Media retain any geotagging, but that information isn’t presented in a single map view. However, if you select View > Metadata > Location, a pushpin-in-a-square icon overlays the lower left of an image or video. (More on this Metadata item below.)
With the Info pane visible (Windows > Info), any image, video, or multiple selection that contains geotagging information will appear on a map at the pane’s bottom.
With nothing selected, the Info pane shows the coarse placement of all photos in your library. You can zoom in to see fine detail about where images are clustered, but there’s no way to select a moment from that map, which seems like an oversight.
When viewing moments, if there are one or more geotagged media items in the set, the label for that place or range of places appears as the moment name in bold. To the right of the moment’s name, a broader place name appears in fainter type. Click that, and a full-window map shows all the moment’s photos. You can show larger increments of time, up to years, and click the location. (You can opt to show in larger or smaller groups by checking or unchecking the Summarize Photos option in Photos > Preferences in the General pane.)
We’re all assuming Apple will add the ability to geotag media in a future release, although it’s hard to know philosophically if they’ll return the Places view—perhaps as an album, as it treats Faces.
Events, albums, metadata, and sorting
The switch to moments as a key organizing metaphor has caught people off guard as well, and many are still trying to sort out how to adapt their previous method of working to Photos or restore what they had. If you aren’t seeing a list of albums and other special items at the left of Photos, choose View > Show Sidebar.
John P. Fosdick asked, “In iPhoto, my events were in chronological order. In Photo, they’re reversed. How do I arrange the events in chronological order again?” John Murdin noted with frustration, “I updated yesterday in the middle of a project which needed me to be able to sort according to photo name—which of course I could do with iPhoto yesterday but don’t seem to be able to do today with Photo!”
And Ray McEneaney discovered, “On converting to Photos for Mac, most of my captions have disappeared, and the ones that are left I can no longer put in alphabetical order.

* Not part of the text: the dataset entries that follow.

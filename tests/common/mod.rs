use std::sync::Arc;

use adcomm::{AdComm, LocalComm};

/// Run `f` once per rank, each rank on its own thread with its own endpoint.
pub fn run_ranks<F>(size: usize, f: F)
where
    F: Fn(AdComm<LocalComm>) + Send + Sync + 'static,
{
    let f = Arc::new(f);
    let handles: Vec<_> = LocalComm::ring(size)
        .into_iter()
        .map(|comm| {
            let f = Arc::clone(&f);
            std::thread::spawn(move || f(AdComm::new(comm)))
        })
        .collect();
    for h in handles {
        h.join().expect("rank thread panicked");
    }
}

For example I had my complete bird list photos in taxonomic order.”
For now, except in albums, Photos only organizes images from oldest to newest. There are no other sort options by date, name, or other characteristics. In an album, you can drag photos into an arbitrary order, or choose View > Keep Sorted by Date to lock them in that same old-to-new view.
Several readers asked about converting iPhoto Events, which aren’t supported in Photos in lieu of moments. In the Albums list, you’ll find iPhoto Events as a folder. Inside are all the Events from iPhoto. You can drag these into the main Albums view or create new folder hierarchies.
Luis Quinones found 800 albums created from Events in one of his imported iPhoto libraries, and wondered if they could be converted to moments. Unfortunately, Photos automatically identifies moments: there’s no way to override and create them yourself.
Several readers preferred to merge multiple Events into a single one, and are not sure what to. In Photos, automatically created moments and user-created manual and smart albums are the only organizational tools. And albums can’t be merged: you can re-order them in the sidebar under the Albums label, but you can’t select multiple albums in the sidebar or drag one on top of each other.
The default Photos view doesn’t bring in settings from iPhoto about the metadata you want to show with images, and not everything is shown in the main view. The View > Metadata submenu has several options, each of which works differently. Oy, Apple. (Location’s utility is noted above.)
Title: A title appears below the image if any is set. If not, it just leaves a space. Hovering shows “Untitled.” The title can be clicked to change. (And, as noted, you can’t sort by name.)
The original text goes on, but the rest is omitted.